Among those who don't care about the views of Fry and other atheists were millions who were suffering pain and injustice, without casting reproach on their Creator. And I think it's worth noting that the people who are most likely to claim the reason for their disbelief in God is that God created imperfect humans and insects who "eat children's eyes out" (huh?) and He doesn't step in to solve all the world's problems for everyone are not the ones who have spent much actual time suffering.

The approach to life that I appreciate and want to emulate is that of those who believe in God and are suffering without blaming God for their problems.


For example, in Thomas S. Monson's book "Consider the Blessings," which Jason and I are reading now, we found the story last night of the woman who, at the end of World War II, had to leave her home with her four children (her husband already having been killed in the war) and walk over a thousand miles. Pres. Monson writes:
She had only a small wagon with wooden wheels in which to convey the family's few possessions. Besides her children and these meager necessities, she took with her a strong faith in God and in the gospel as revealed to the latter-day prophet Joseph Smith.
One by one, her children died and she buried them. When her baby daughter died in her arms, Pres. Monson writes:
Her grief welled up as she knelt beside the little grave, considering all she had lost. She wondered, Was it worth going on? How could she bear it?

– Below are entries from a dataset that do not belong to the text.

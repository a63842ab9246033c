// Device simulator binary entry point
//
// Plays the role of the IoT device: posts a synthetic sensor payload to the
// relay on a fixed interval, using the same key aliases the firmware sends.

use std::time::Duration;

use anyhow::Context;
use rand::Rng;
use serde_json::{json, Value};
use tracing::{info, warn};

const DEFAULT_RELAY_URL: &str = "http://localhost:3000";
const DEFAULT_PUSH_INTERVAL_SECS: u64 = 5;

#[derive(Debug, Clone)]
struct SimulatorConfig {
    relay_url: String,
    push_interval: Duration,
}

impl SimulatorConfig {
    fn from_env() -> anyhow::Result<Self> {
        let relay_url =
            std::env::var("RELAY_URL").unwrap_or_else(|_| DEFAULT_RELAY_URL.to_string());

        let interval_secs = match std::env::var("PUSH_INTERVAL_SECS") {
            Ok(raw) => raw
                .parse::<u64>()
                .context("PUSH_INTERVAL_SECS must be a whole number of seconds")?,
            Err(_) => DEFAULT_PUSH_INTERVAL_SECS,
        };

        Ok(Self {
            relay_url,
            push_interval: Duration::from_secs(interval_secs),
        })
    }

    fn sensor_endpoint(&self) -> String {
        format!("{}/api/sensor", self.relay_url.trim_end_matches('/'))
    }
}

/// Plausible garden-bed values with some jitter, keyed the way the ESP
/// firmware posts them.
fn synthetic_payload(rng: &mut impl Rng) -> Value {
    json!({
        "moist": rng.gen_range(35.0..75.0),
        "suhu": rng.gen_range(18.0..28.0),
        "n": rng.gen_range(20.0..90.0),
        "p": rng.gen_range(20.0..90.0),
        "k": rng.gen_range(30.0..95.0),
        "pH": rng.gen_range(5.5..7.5),
    })
}

#[tokio::main]
async fn main() -> anyhow::Result<()> {
    tracing_subscriber::fmt()
        .with_max_level(tracing::Level::INFO)
        .with_target(false)
        .init();

    let config = SimulatorConfig::from_env()?;
    let endpoint = config.sensor_endpoint();
    let client = reqwest::Client::builder()
        .timeout(Duration::from_secs(5))
        .build()
        .context("failed to build HTTP client")?;

    info!(
        endpoint = %endpoint,
        interval_secs = config.push_interval.as_secs(),
        "Device simulator starting"
    );

    let mut ticker = tokio::time::interval(config.push_interval);
    let shutdown = tokio::signal::ctrl_c();
    tokio::pin!(shutdown);

    loop {
        tokio::select! {
            _ = &mut shutdown => {
                info!("Device simulator stopping");
                break;
            }
            _ = ticker.tick() => {}
        }

        let payload = synthetic_payload(&mut rand::thread_rng());
        match client.post(&endpoint).json(&payload).send().await {
            Ok(response) if response.status().is_success() => {
                info!(status = %response.status(), "Reading pushed");
            }
            Ok(response) => {
                warn!(status = %response.status(), "Relay rejected reading");
            }
            Err(err) => {
                warn!(error = %err, "Failed to reach relay");
            }
        }
    }

    Ok(())
}

#[cfg(test)]
mod tests {
    use super::*;

    #[test]
    fn test_sensor_endpoint_normalizes_trailing_slash() {
        let config = SimulatorConfig {
            relay_url: "http://localhost:3000/".to_string(),
            push_interval: Duration::from_secs(5),
        };
        assert_eq!(config.sensor_endpoint(), "http://localhost:3000/api/sensor");
    }

    #[test]
    fn test_synthetic_payload_uses_device_keys() {
        let payload = synthetic_payload(&mut rand::thread_rng());
        for key in ["moist", "suhu", "n", "p", "k", "pH"] {
            assert!(payload.get(key).is_some(), "missing key {}", key);
        }
        assert!(payload["moist"].as_f64().unwrap() >= 35.0);
        assert!(payload["pH"].as_f64().unwrap() < 7.5);
    }
}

As she considered the awful possibilities for ending her own life, something within her said, 'Get down on your knees and pray.' She ignored the prompting until she could resist it no longer. She knelt and prayed more fervently than she had in her entire life:

'Dear Heavenly Father, I do not know how I can go on. I have nothing left---except my faith in Thee. I feel, Father, amidst the desolation of  my soul, an overwhelming gratitude for the atoning sacrifice of Thy Son, Jesus Christ. I cannot express adequately my love fir Him. I know that because He suffered and died, I shall live again with my family; that because He broke the chains of death, I shall see my children again and will have the joy of raising them. Though I do not at this moment wish to live, I will do so, that we may be reunited as a family and return---together---to Thee.'

When she finally reached her destination of Karlsruhe, Germany, she was in the throes of starvation. But in a Church meeting shortly thereafter, she bore witness of her happiness and her sure testimony of the Resurrection of Jesus Christ. She had no doubt that, if she remained true to the gospel, she would be reunited with her loved ones in the celestial kingdom of God.

This is the approach to life that poor Stephen Fry is missing: faith and gratitude. This is the approach to life I hope to keep.

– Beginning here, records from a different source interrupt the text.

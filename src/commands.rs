//! Command types sent from the panel to the receiver.
//!
//! Every on-screen control maps to one [`PanelCommand`]. A command is turned
//! into its wire text by [`PanelCommand::payload`], a pure function over a
//! closed set of variants:
//!
//! | Command | Payload |
//! |---------|---------|
//! | [`PropStart`](PanelCommand::PropStart) | `PROP_START` |
//! | [`PropStop`](PanelCommand::PropStop) | `PROP_STOP` |
//! | [`WeightStart`](PanelCommand::WeightStart) | `WEIGHT_START` |
//! | [`WeightStop`](PanelCommand::WeightStop) | `WEIGHT_STOP` |
//! | [`LightsOn`](PanelCommand::LightsOn) | `LIGHTS_ON` |
//! | [`LightsOff`](PanelCommand::LightsOff) | `LIGHTS_OFF` |
//! | [`MotionLeft`](PanelCommand::MotionLeft) | `MOTION_LEFT` |
//! | [`MotionRight`](PanelCommand::MotionRight) | `MOTION_RIGHT` |
//! | [`SetRpm(n)`](PanelCommand::SetRpm) | `RPM:<n>` |
//!
//! # Example
//!
//! ```rust
//! use cyd_remote::PanelCommand;
//!
//! assert_eq!(PanelCommand::PropStart.payload().as_str(), "PROP_START");
//! assert_eq!(PanelCommand::SetRpm(30).payload().as_str(), "RPM:30");
//! ```
//!
//! RPM values are validated against [`RpmLimits`] by the dispatcher before
//! anything is sent.

use core::fmt::Write;

use crate::error::PanelError;

/// Maximum payload length in bytes.
///
/// The longest payload is `RPM:` followed by the ten digits of `u32::MAX`.
pub const MAX_PAYLOAD_LEN: usize = 16;

/// Wire text of a command.
pub type CommandPayload = heapless::String<MAX_PAYLOAD_LEN>;

/// Text drawn on a control.
pub type CommandLabel = heapless::String<MAX_PAYLOAD_LEN>;

/// An operator intent produced by the panel.
///
/// The set is closed: it is defined by the controls the panel offers, not
/// discovered at runtime.
#[derive(Clone, Copy, Debug, PartialEq, Eq, Hash)]
#[cfg_attr(feature = "serde", derive(serde::Serialize, serde::Deserialize))]
#[cfg_attr(feature = "serde", serde(rename_all = "snake_case"))]
pub enum PanelCommand {
    /// Start the propeller.
    PropStart,
    /// Stop the propeller.
    PropStop,
    /// Start the weight drive.
    WeightStart,
    /// Stop the weight drive.
    WeightStop,
    /// Switch the lights on.
    LightsOn,
    /// Switch the lights off.
    LightsOff,
    /// Move left.
    MotionLeft,
    /// Move right.
    MotionRight,
    /// Set the propeller speed in revolutions per minute.
    SetRpm(u32),
}

impl PanelCommand {
    /// Returns the fixed payload for commands without a parameter.
    ///
    /// Returns `None` for [`SetRpm`](Self::SetRpm).
    pub const fn fixed_payload(&self) -> Option<&'static str> {
        match self {
            PanelCommand::PropStart => Some("PROP_START"),
            PanelCommand::PropStop => Some("PROP_STOP"),
            PanelCommand::WeightStart => Some("WEIGHT_START"),
            PanelCommand::WeightStop => Some("WEIGHT_STOP"),
            PanelCommand::LightsOn => Some("LIGHTS_ON"),
            PanelCommand::LightsOff => Some("LIGHTS_OFF"),
            PanelCommand::MotionLeft => Some("MOTION_LEFT"),
            PanelCommand::MotionRight => Some("MOTION_RIGHT"),
            PanelCommand::SetRpm(_) => None,
        }
    }

    /// Builds the wire text for this command.
    ///
    /// This never fails: every variant fits in [`MAX_PAYLOAD_LEN`].
    pub fn payload(&self) -> CommandPayload {
        let mut out = CommandPayload::new();
        match (self.fixed_payload(), self) {
            (Some(text), _) => {
                let _ = out.push_str(text);
            }
            (None, PanelCommand::SetRpm(rpm)) => {
                let _ = write!(out, "RPM:{}", rpm);
            }
            (None, _) => {}
        }
        out
    }

    /// Parse a payload back into a command.
    ///
    /// A single trailing NUL byte (C-string framing) is ignored. Matching is
    /// exact otherwise.
    ///
    /// ```
    /// use cyd_remote::PanelCommand;
    ///
    /// assert_eq!(PanelCommand::from_payload("LIGHTS_ON"), Some(PanelCommand::LightsOn));
    /// assert_eq!(PanelCommand::from_payload("RPM:60\0"), Some(PanelCommand::SetRpm(60)));
    ///
    /// assert_eq!(PanelCommand::from_payload("lights_on"), None);
    /// assert_eq!(PanelCommand::from_payload("RPM:"), None);
    /// assert_eq!(PanelCommand::from_payload("RPM:-5"), None);
    /// ```
    pub fn from_payload(s: &str) -> Option<Self> {
        let s = s.strip_suffix('\0').unwrap_or(s);
        match s {
            "PROP_START" => Some(PanelCommand::PropStart),
            "PROP_STOP" => Some(PanelCommand::PropStop),
            "WEIGHT_START" => Some(PanelCommand::WeightStart),
            "WEIGHT_STOP" => Some(PanelCommand::WeightStop),
            "LIGHTS_ON" => Some(PanelCommand::LightsOn),
            "LIGHTS_OFF" => Some(PanelCommand::LightsOff),
            "MOTION_LEFT" => Some(PanelCommand::MotionLeft),
            "MOTION_RIGHT" => Some(PanelCommand::MotionRight),
            _ => {
                let digits = s.strip_prefix("RPM:")?;
                if digits.is_empty() || !digits.bytes().all(|b| b.is_ascii_digit()) {
                    return None;
                }
                digits.parse().ok().map(PanelCommand::SetRpm)
            }
        }
    }

    /// Returns the text drawn on the control that emits this command.
    pub fn label(&self) -> CommandLabel {
        let mut out = CommandLabel::new();
        let _ = match self {
            PanelCommand::PropStart => out.push_str("Prop Start"),
            PanelCommand::PropStop => out.push_str("Prop Stop"),
            PanelCommand::WeightStart => out.push_str("Weight Start"),
            PanelCommand::WeightStop => out.push_str("Weight Stop"),
            PanelCommand::LightsOn => out.push_str("Lights On"),
            PanelCommand::LightsOff => out.push_str("Lights Off"),
            PanelCommand::MotionLeft => out.push_str("< Left"),
            PanelCommand::MotionRight => out.push_str("Right >"),
            PanelCommand::SetRpm(rpm) => write!(out, "{} RPM", rpm).map_err(|_| ()),
        };
        out
    }

    /// Returns the RPM value for [`SetRpm`](Self::SetRpm) commands.
    pub const fn rpm(&self) -> Option<u32> {
        match self {
            PanelCommand::SetRpm(rpm) => Some(*rpm),
            _ => None,
        }
    }
}

/// Accepted range for [`PanelCommand::SetRpm`] values.
///
/// The receiver accepts any decimal number, so the panel enforces its own
/// range. Zero is always rejected: the receiver stops the propeller with
/// `PROP_STOP`, not with `RPM:0`.
///
/// # Example
///
/// ```rust
/// use cyd_remote::{RpmLimits, PanelError};
///
/// let limits = RpmLimits::default();
/// assert_eq!(limits.check(60), Ok(60));
/// assert_eq!(limits.check(0), Err(PanelError::InvalidRpm(0)));
/// ```
#[derive(Clone, Copy, Debug, PartialEq, Eq)]
#[cfg_attr(feature = "serde", derive(serde::Serialize, serde::Deserialize))]
pub struct RpmLimits {
    /// Smallest accepted value (at least 1).
    pub min: u32,
    /// Largest accepted value.
    pub max: u32,
}

impl Default for RpmLimits {
    fn default() -> Self {
        Self { min: 1, max: 999 }
    }
}

impl RpmLimits {
    /// Creates limits, raising `min` to 1 and `max` to at least `min`.
    pub fn new(min: u32, max: u32) -> Self {
        let min = min.max(1);
        Self {
            min,
            max: max.max(min),
        }
    }

    /// Returns `rpm` if it lies within the limits.
    pub fn check(&self, rpm: u32) -> Result<u32, PanelError> {
        if rpm == 0 || rpm < self.min || rpm > self.max {
            Err(PanelError::InvalidRpm(rpm))
        } else {
            Ok(rpm)
        }
    }

    /// Validates any command; commands without an RPM always pass.
    pub fn check_command(&self, cmd: &PanelCommand) -> Result<(), PanelError> {
        match cmd.rpm() {
            Some(rpm) => self.check(rpm).map(|_| ()),
            None => Ok(()),
        }
    }
}

#[cfg(test)]
mod tests {
    use super::*;

    const FIXED: [(PanelCommand, &str); 8] = [
        (PanelCommand::PropStart, "PROP_START"),
        (PanelCommand::PropStop, "PROP_STOP"),
        (PanelCommand::WeightStart, "WEIGHT_START"),
        (PanelCommand::WeightStop, "WEIGHT_STOP"),
        (PanelCommand::LightsOn, "LIGHTS_ON"),
        (PanelCommand::LightsOff, "LIGHTS_OFF"),
        (PanelCommand::MotionLeft, "MOTION_LEFT"),
        (PanelCommand::MotionRight, "MOTION_RIGHT"),
    ];

    // =========================================================================
    // Payload Tests
    // =========================================================================

    #[test]
    fn fixed_payloads() {
        for (cmd, text) in FIXED {
            assert_eq!(cmd.payload().as_str(), text);
            assert_eq!(cmd.fixed_payload(), Some(text));
        }
    }

    #[test]
    fn rpm_payloads() {
        assert_eq!(PanelCommand::SetRpm(10).payload().as_str(), "RPM:10");
        assert_eq!(PanelCommand::SetRpm(30).payload().as_str(), "RPM:30");
        assert_eq!(PanelCommand::SetRpm(60).payload().as_str(), "RPM:60");
        assert_eq!(PanelCommand::SetRpm(60).fixed_payload(), None);
    }

    #[test]
    fn largest_rpm_fits() {
        let payload = PanelCommand::SetRpm(u32::MAX).payload();
        assert_eq!(payload.as_str(), "RPM:4294967295");
    }

    #[test]
    fn payload_is_ascii() {
        for (cmd, _) in FIXED {
            assert!(cmd.payload().is_ascii());
        }
    }

    // =========================================================================
    // Parsing Tests
    // =========================================================================

    #[test]
    fn from_payload_fixed() {
        for (cmd, text) in FIXED {
            assert_eq!(PanelCommand::from_payload(text), Some(cmd));
        }
    }

    #[test]
    fn from_payload_rejects_noise() {
        assert_eq!(PanelCommand::from_payload(""), None);
        assert_eq!(PanelCommand::from_payload("PROP_START "), None);
        assert_eq!(PanelCommand::from_payload("RPM:+5"), None);
        assert_eq!(PanelCommand::from_payload("RPM:99999999999"), None);
        assert_eq!(PanelCommand::from_payload("RPM 30"), None);
    }

    // =========================================================================
    // Label Tests
    // =========================================================================

    #[test]
    fn labels() {
        assert_eq!(PanelCommand::PropStart.label().as_str(), "Prop Start");
        assert_eq!(PanelCommand::SetRpm(30).label().as_str(), "30 RPM");
        assert_eq!(PanelCommand::MotionLeft.label().as_str(), "< Left");
    }

    // =========================================================================
    // RpmLimits Tests
    // =========================================================================

    #[test]
    fn limits_default() {
        let limits = RpmLimits::default();
        assert_eq!(limits.min, 1);
        assert_eq!(limits.max, 999);
    }

    #[test]
    fn limits_bounds_are_inclusive() {
        let limits = RpmLimits::new(10, 60);
        assert_eq!(limits.check(10), Ok(10));
        assert_eq!(limits.check(60), Ok(60));
        assert_eq!(limits.check(9), Err(PanelError::InvalidRpm(9)));
        assert_eq!(limits.check(61), Err(PanelError::InvalidRpm(61)));
    }

    #[test]
    fn limits_never_accept_zero() {
        let limits = RpmLimits::new(0, 100);
        assert_eq!(limits.min, 1);
        assert_eq!(limits.check(0), Err(PanelError::InvalidRpm(0)));
    }

    #[test]
    fn limits_new_orders_max() {
        let limits = RpmLimits::new(50, 10);
        assert_eq!(limits.max, 50);
    }

    #[test]
    fn check_command_ignores_fixed_commands() {
        let limits = RpmLimits::new(10, 20);
        assert!(limits.check_command(&PanelCommand::PropStart).is_ok());
        assert!(limits.check_command(&PanelCommand::SetRpm(15)).is_ok());
        assert_eq!(
            limits.check_command(&PanelCommand::SetRpm(30)),
            Err(PanelError::InvalidRpm(30))
        );
    }
}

Here's the book, "Consider the Blessings," available at Amazon.com and at your local Deseret Books store.

2 comments:

LFP said...

Also, it's not that God isn't in control or doesn't care, because he is and he does. ... Which is exactly why we have challenges. If he took away all the horrible things that are wrong with this world and made everything all lollipops and unicorn farts, then he would cease to be God and would be instead...wait for it - Satan. It's because he's God and he loves us that he allows us to grow through exercising that faith in him.

LFP said...

(Although I'm not sure Satan would actually grace us with unicorn farts. Just the regular old stinky smells-like-sulphur variety.)